August 23, 2017 4:56 pm

Software for robotic process automation (RPA) employs computer code to perform repeatable and potentially complex tasks that would otherwise be performed manually by a person who had learned the tasks by rote. The active robots operate on the user interface layer—that is, at the same level as a human operator would access technology—to mimic human interactions and workflow. This feature enables robots to automate rules-based work without compromising the underlying IT infrastructure.

This technology presents both a cost advantage and a scaling opportunity to help automate disparate parts of the same organization in parallel. The cost advantage arises from the difference in the average annual license costs, on a per robot basis, compared with the average annual employee compensation. The key scaling consideration is one of complexity. Unlike other software-based technologies, such as patient accounting systems and electronic health records, overall implementation complexity does not increase with the scope of the implementation.

A virtual workforce of such software robots can perform a variety of tasks. Common applications include:

  • Opening email and attachments
  • Logging into web/enterprise applications
  • Moving files and folders
  • Copying and pasting
  • Filling in forms
  • Scraping data from the web
  • Connecting to system application programming interfaces (APIs)
  • Making calculations
  • Extracting structured data from documents
  • Following if-then rules

Within the realm of provider operations, cosmetically similar technologies have existed for some time and have been deployed with varying levels of success. These technologies include keystroke emulators and ad hoc Visual Basic for Applications (VBA) scripting.

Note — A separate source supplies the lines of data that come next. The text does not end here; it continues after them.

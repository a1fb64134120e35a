//! Scalar boundary values.
//!
//! The store only ever holds strings; richer typing belongs to the
//! casting layer outside this crate. `Scalar` is that layer's boundary:
//! a tagged variant with an explicit [`CastKind`] descriptor per
//! attribute, resolved by the caller. Index-value normalization also
//! lives here because it is the one place the core cares about a value's
//! scalar shape.

/// Declared cast for an attribute, resolved at the casting boundary.
#[derive(Debug, Clone, Copy, PartialEq, Eq)]
pub enum CastKind {
    /// Plain text, stored verbatim.
    Text,
    /// Signed integer.
    Integer,
    /// Floating point number.
    Float,
    /// Boolean, stored as `"1"` / `"0"`.
    Bool,
}

/// A typed attribute value at the casting boundary.
#[derive(Debug, Clone, PartialEq)]
pub enum Scalar {
    /// Plain text.
    Text(String),
    /// Signed integer.
    Integer(i64),
    /// Floating point number.
    Float(f64),
    /// Boolean.
    Bool(bool),
}

impl Scalar {
    /// Parses a stored string into a scalar under a declared cast.
    ///
    /// Returns `None` when the raw value does not parse as the declared
    /// kind. Booleans accept `"1"`/`"0"` and `"true"`/`"false"`.
    #[must_use]
    pub fn parse(raw: &str, cast: CastKind) -> Option<Self> {
        match cast {
            CastKind::Text => Some(Self::Text(raw.to_string())),
            CastKind::Integer => raw.parse().ok().map(Self::Integer),
            CastKind::Float => raw.parse().ok().map(Self::Float),
            CastKind::Bool => match raw {
                "1" | "true" => Some(Self::Bool(true)),
                "0" | "false" => Some(Self::Bool(false)),
                _ => None,
            },
        }
    }

    /// Renders the scalar into its stored string form.
    #[must_use]
    pub fn render(&self) -> String {
        match self {
            Self::Text(s) => s.clone(),
            Self::Integer(i) => i.to_string(),
            Self::Float(f) => f.to_string(),
            Self::Bool(true) => "1".to_string(),
            Self::Bool(false) => "0".to_string(),
        }
    }
}

impl From<&str> for Scalar {
    fn from(s: &str) -> Self {
        Self::Text(s.to_string())
    }
}

impl From<i64> for Scalar {
    fn from(i: i64) -> Self {
        Self::Integer(i)
    }
}

impl From<bool> for Scalar {
    fn from(b: bool) -> Self {
        Self::Bool(b)
    }
}

/// Normalizes a stored field value for index membership.
///
/// Empty strings are not indexable. Boolean spellings collapse to
/// `"1"`/`"0"` so values written through the casting boundary and values
/// written raw land in the same index set. Write-time indexing and
/// query-time index selection must both go through this function.
#[must_use]
pub fn index_value(raw: &str) -> Option<String> {
    match raw {
        "" => None,
        "true" => Some("1".to_string()),
        "false" => Some("0".to_string()),
        _ => Some(raw.to_string()),
    }
}

#[cfg(test)]
mod tests {
    use super::*;

    #[test]
    fn parse_and_render_round_trip() {
        let cases = [
            ("hello", CastKind::Text, "hello"),
            ("42", CastKind::Integer, "42"),
            ("-7", CastKind::Integer, "-7"),
            ("2.5", CastKind::Float, "2.5"),
            ("1", CastKind::Bool, "1"),
            ("0", CastKind::Bool, "0"),
        ];
        for (raw, cast, rendered) in cases {
            let scalar = Scalar::parse(raw, cast).unwrap();
            assert_eq!(scalar.render(), rendered, "raw {raw:?}");
        }
    }

    #[test]
    fn bool_accepts_both_spellings() {
        assert_eq!(Scalar::parse("true", CastKind::Bool), Some(Scalar::Bool(true)));
        assert_eq!(Scalar::parse("false", CastKind::Bool), Some(Scalar::Bool(false)));
        assert_eq!(Scalar::parse("yes", CastKind::Bool), None);
    }

    #[test]
    fn parse_rejects_wrong_kind() {
        assert_eq!(Scalar::parse("abc", CastKind::Integer), None);
        assert_eq!(Scalar::parse("1.2.3", CastKind::Float), None);
    }

    #[test]
    fn index_normalization() {
        assert_eq!(index_value(""), None);
        assert_eq!(index_value("true"), Some("1".to_string()));
        assert_eq!(index_value("false"), Some("0".to_string()));
        assert_eq!(index_value("1"), Some("1".to_string()));
        assert_eq!(index_value("pending"), Some("pending".to_string()));
    }
}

Two aspects of RPA make it fundamentally different from these tools. First, RPA is interoperable across any application, website, or business productivity tool. The second difference is the ease, cost, and speed of development enabled by each robot sitting on a common RPA platform. Through these easy-to-use software platforms, organizations can develop and deploy robots using developers with only a basic understanding of programming and process structure. Taken together, these features are poised to be the key to disruptive cost reductions in health care.

Improvements Resulting From Deployment of Robotic Process Automation

Industry Drivers Accelerating the Need for Automation

A number of key trends that are shaping the future of the healthcare provider sector offer opportunities for RPA to deliver value to providers and their communities. The one certainty of the regulatory environment is that it will continue to evolve as lawmakers face the challenge of balancing cost, coverage, and outcomes. Although the exact mechanisms may be uncertain, healthcare providers expect payment models to continue to shift such that providers will bear more of the financial risks of patient care. Findings of a 2015 HFMA survey of hospital executives indicate that value-based mechanisms will affect 50 percent of commercial payments by 2018. This shift toward provider-borne risk will likely drive a continued focus on ongoing industry consolidation, margin improvement, and value-based care initiatives of which primary aims include reducing waste and improving financial and operational performance.

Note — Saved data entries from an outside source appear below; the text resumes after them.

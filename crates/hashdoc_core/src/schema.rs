//! Entity type schemas.

use hashdoc_codec::{build_pattern, encode_key};
use std::collections::{BTreeMap, BTreeSet};
use uuid::Uuid;

/// How a record obtains its primary key on first save.
#[derive(Debug, Clone, Copy, PartialEq, Eq, Default)]
pub enum KeyStrategy {
    /// Generate a time-ordered random identifier (UUIDv7, simple form)
    /// when the key field is empty.
    #[default]
    Generated,
    /// The caller must supply the key; an empty key field fails the save.
    Required,
}

/// A named category of records.
///
/// A schema carries everything the engine needs to lay out store keys
/// for one entity type: the type prefix, the primary-key field name, the
/// key strategy, and the ordered set of queryable attribute names.
/// Queryable attributes participate in both key construction and
/// predicate matching; the set may be empty.
///
/// The prefix, key field, and attribute names must not contain `:` - they
/// become key segments verbatim.
#[derive(Debug, Clone)]
pub struct Schema {
    prefix: String,
    key_field: String,
    key_strategy: KeyStrategy,
    queryable: BTreeSet<String>,
}

impl Schema {
    /// Starts building a schema for the given type prefix.
    #[must_use]
    pub fn builder(prefix: impl Into<String>) -> SchemaBuilder {
        SchemaBuilder {
            prefix: prefix.into(),
            key_field: "id".to_string(),
            key_strategy: KeyStrategy::default(),
            queryable: BTreeSet::new(),
        }
    }

    /// Returns the type prefix.
    #[must_use]
    pub fn prefix(&self) -> &str {
        &self.prefix
    }

    /// Returns the primary-key field name.
    #[must_use]
    pub fn key_field(&self) -> &str {
        &self.key_field
    }

    /// Returns the key strategy.
    #[must_use]
    pub fn key_strategy(&self) -> KeyStrategy {
        self.key_strategy
    }

    /// Returns the queryable attribute names in ascending order.
    #[must_use]
    pub fn queryable(&self) -> &BTreeSet<String> {
        &self.queryable
    }

    /// Returns true when `name` may appear in a predicate: the key field
    /// or a declared queryable attribute.
    #[must_use]
    pub fn is_searchable(&self, name: &str) -> bool {
        name == self.key_field || self.queryable.contains(name)
    }

    /// Generates a fresh primary key under the `Generated` strategy.
    ///
    /// UUIDv7 in simple form: random, time-ordered, and free of `:`.
    #[must_use]
    pub fn generate_key(&self) -> String {
        Uuid::now_v7().simple().to_string()
    }

    /// Computes the store key for a record with the given key value and
    /// attribute values.
    #[must_use]
    pub fn store_key(&self, key_value: &str, values: &BTreeMap<String, String>) -> String {
        encode_key(
            &self.prefix,
            &self.key_field,
            key_value,
            &self.queryable,
            values,
        )
    }

    /// Computes the scan pattern for a set of predicate constraints.
    #[must_use]
    pub fn scan_pattern(&self, constraints: &BTreeMap<String, String>) -> String {
        build_pattern(&self.prefix, &self.key_field, &self.queryable, constraints)
    }
}

/// Builder for [`Schema`].
#[derive(Debug, Clone)]
pub struct SchemaBuilder {
    prefix: String,
    key_field: String,
    key_strategy: KeyStrategy,
    queryable: BTreeSet<String>,
}

impl SchemaBuilder {
    /// Sets the primary-key field name (default `"id"`).
    #[must_use]
    pub fn key_field(mut self, name: impl Into<String>) -> Self {
        self.key_field = name.into();
        self
    }

    /// Sets the key strategy (default [`KeyStrategy::Generated`]).
    #[must_use]
    pub fn key_strategy(mut self, strategy: KeyStrategy) -> Self {
        self.key_strategy = strategy;
        self
    }

    /// Declares one queryable attribute.
    #[must_use]
    pub fn queryable(mut self, name: impl Into<String>) -> Self {
        self.queryable.insert(name.into());
        self
    }

    /// Finishes the schema.
    #[must_use]
    pub fn build(self) -> Schema {
        Schema {
            prefix: self.prefix,
            key_field: self.key_field,
            key_strategy: self.key_strategy,
            queryable: self.queryable,
        }
    }
}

Catalyzed by the digital revolution that is disrupting numerous industries, the healthcare provider landscape will likely continue to shift and grow while new market entrants explore innovative business models that threaten to unseat traditional health systems. Within this dynamic market environment, providers also may place an increasing emphasis on people—both the caregivers and the consumers—with the goal of improving the healthcare experience for patients and providers. RPA may provide a means for a strategic reallocation of staff to such efforts.

Key trends for healthcare providers are likely to include the following seven areas, among others:

  • Customer transformation and consumer engagement
  • Strategic and regulatory risk
  • Margin improvement
  • Value-based care
  • Growth and innovation
  • Digital and tech transformation
  • Talent optimization

Within the context of these industry shifts, RPA offers health systems the ability to improve operational efficiency while maintaining or increasing service levels, provided that the business activities selected are well-suited for automation. RPA excels at streamlining repetitive tasks and at bridging gaps across disparate technology systems, yielding ample opportunities for improvement across provider enterprises from supply chain through revenue cycle and clinical resource management. Provider organizations that build automation capabilities can position themselves to manage the complexities of a healthcare system characterized by exponential technology adoption rates, heightened consumer expectations, and ever-tightening cost pressures.